Common mistakes when reading heatmaps#

Using only click maps. Clicks are the most visible signal, but they're the last thing a user does. Everything that happens before the click — scrolling, reading, hovering, considering — shapes whether the click happens at all.

Ignoring mobile scroll maps. Desktop and mobile scroll behavior are dramatically different. A scroll map that combines both devices averages out the most important differences. Always segment by device type.

Over-interpreting move maps on mobile. Cursor tracking relies on mouse movement. On mobile, there is no cursor. Move maps are a desktop tool.

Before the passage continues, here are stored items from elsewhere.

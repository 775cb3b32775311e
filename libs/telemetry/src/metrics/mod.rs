mod runtime;
#[allow(clippy::needless_borrows_for_generic_args)]
mod system;
mod traits;

use std::{sync::Arc, time::Duration};

pub use traits::TelemetryMetrics;

// TODO: Consider using tokio's Rwlock instead
use parking_lot::RwLock;
use runtime::Runtime;
use system::{System, SystemMetricsWrapper};

#[derive(Clone)]
pub struct Telemetry<M: TelemetryMetrics> {
    runtime: Arc<Runtime>,
    system: Arc<RwLock<System>>,
    metrics: Option<Arc<M>>,
}

impl<M: TelemetryMetrics> Telemetry<M> {
    const DEDICATED_THREADS: usize = 2;

    pub async fn new(metrics: Option<M>) -> anyhow::Result<Arc<Self>> {
        let runtime =
            Runtime::new(Self::DEDICATED_THREADS, Duration::from_secs(20));
        let system = Arc::new(RwLock::new(System::new().await));

        Ok(Arc::new(Self {
            runtime: Arc::new(runtime),
            system,
            metrics: metrics.map(Arc::new),
        }))
    }

    pub async fn start(&self) -> anyhow::Result<()> {
        let system = Arc::clone(&self.system);
        self.runtime.start(move || {
            system.write().refresh();
        });

        Ok(())
    }

    pub fn base_metrics(&self) -> Option<M> {
        self.metrics.clone().and_then(|m| m.metrics())
    }

    pub fn log_info(&self, message: &str) {
        tracing::info!("{}", message);
    }

    pub fn log_error(&self, message: &str) {
        tracing::error!("{}", message);
    }

    pub fn maybe_use_metrics<F>(&self, f: F)
    where
        F: Fn(&M),
    {
        if let Some(metrics) = &self.metrics {
            f(metrics);
        }
    }

    pub async fn get_metrics(&self) -> String {
        use prometheus::Encoder;
        let encoder = prometheus::TextEncoder::new();

        if self.metrics.is_none() {
            return "# EOF\n".to_string();
        }

        let mut result = String::new();
        if let Some(metrics) = &self.metrics {
            result.push_str(&metrics.gather_metrics());
        }

        let mut buffer = Vec::new();
        if let Err(e) = encoder.encode(&prometheus::gather(), &mut buffer) {
            tracing::error!("could not encode prometheus metrics: {}", e);
        }

        let res_custom = match String::from_utf8(buffer) {
            Ok(v) => v,
            Err(e) => {
                tracing::error!(
                    "prometheus metrics could not be from_utf8'd: {}",
                    e
                );
                String::default()
            }
        };

        result.push_str(&res_custom);

        let system_metrics = match self.system.read().metrics() {
            Ok(m) => {
                let metrics = SystemMetricsWrapper::from(m);
                let labels: Vec<(&str, &str)> = vec![];
                match serde_prometheus::to_string(&metrics, None, labels) {
                    Ok(m) => m,
                    Err(err) => {
                        tracing::error!(
                            "could not encode system metrics: {:?}",
                            err
                        );
                        String::default()
                    }
                }
            }
            Err(err) => {
                tracing::error!(
                    "prometheus system metrics could not be stringified: {:?}",
                    err
                );
                String::default()
            }
        };
        result.push_str(&system_metrics);

        result.push_str("# EOF\n");
        result
    }
}
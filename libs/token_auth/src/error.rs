use thiserror::Error;

#[derive(Error, Debug, PartialEq, Eq)]
pub enum TokenError {
    #[error("malformed token")]
    Malformed,

    #[error("token expired")]
    Expired,

    #[error("bad token signature")]
    BadSignature,
}
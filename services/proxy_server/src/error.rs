//! Unified error response type for everything that isn't a query result
//! (auth, routing, method/media-type rejections): a status code, a short
//! machine-readable code, and a human-readable message.

use axum::{
    http::StatusCode,
    response::{IntoResponse, Response},
    Json,
};
use serde_json::json;

#[derive(Debug, Clone, serde::Serialize)]
pub struct ApiError {
    #[serde(skip)]
    pub status: StatusCode,
    pub code: &'static str,
    pub message: String,
}

impl ApiError {
    pub fn new(status: StatusCode, code: &'static str, message: impl Into<String>) -> Self {
        Self {
            status,
            code,
            message: message.into(),
        }
    }
}

impl IntoResponse for ApiError {
    fn into_response(self) -> Response {
        let status = self.status;
        (status, Json(json!({ "error": self }))).into_response()
    }
}

impl std::fmt::Display for ApiError {
    fn fmt(&self, f: &mut std::fmt::Formatter<'_>) -> std::fmt::Result {
        write!(f, "{}: {}", self.code, self.message)
    }
}

impl std::error::Error for ApiError {}

pub mod codes {
    pub const MISSING_AUTH: &str = "MISSING_AUTH";
    pub const FORBIDDEN: &str = "FORBIDDEN";
    pub const NOT_FOUND: &str = "NOT_FOUND";
    pub const METHOD_NOT_ALLOWED: &str = "METHOD_NOT_ALLOWED";
    pub const UNSUPPORTED_MEDIA_TYPE: &str = "UNSUPPORTED_MEDIA_TYPE";
    pub const INTERNAL_SERVER_ERROR: &str = "INTERNAL_SERVER_ERROR";
}

pub fn missing_auth() -> ApiError {
    ApiError::new(
        StatusCode::UNAUTHORIZED,
        codes::MISSING_AUTH,
        "missing auth query parameter",
    )
}

pub fn forbidden(message: impl Into<String>) -> ApiError {
    ApiError::new(StatusCode::FORBIDDEN, codes::FORBIDDEN, message)
}

pub fn not_found() -> ApiError {
    ApiError::new(StatusCode::NOT_FOUND, codes::NOT_FOUND, "not found")
}

pub fn method_not_allowed() -> ApiError {
    ApiError::new(
        StatusCode::METHOD_NOT_ALLOWED,
        codes::METHOD_NOT_ALLOWED,
        "method not allowed",
    )
}

pub fn unsupported_media_type() -> ApiError {
    ApiError::new(
        StatusCode::UNSUPPORTED_MEDIA_TYPE,
        codes::UNSUPPORTED_MEDIA_TYPE,
        "expected application/json",
    )
}

pub fn internal_server_error(message: impl Into<String>) -> ApiError {
    ApiError::new(
        StatusCode::INTERNAL_SERVER_ERROR,
        codes::INTERNAL_SERVER_ERROR,
        message,
    )
}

On mobile, scroll maps and tap maps are what matter.

Drawing conclusions from small samples. A heatmap from 100 sessions is noise. Patterns need volume. Wait until you have at least 1,000 sessions on a page before you treat a heatmap as evidence.


The question isn't which heatmap type is best. It's which question you're trying to answer right now. Click maps for action, scroll maps for visibility, move maps for attention. Used together, they give you a view of user behavior that no single metric or chart can match.

Pick the page that matters most to your business, run all three views, and see what story they tell. You'll find something worth fixing — start with the page that gets the most traffic and work from there.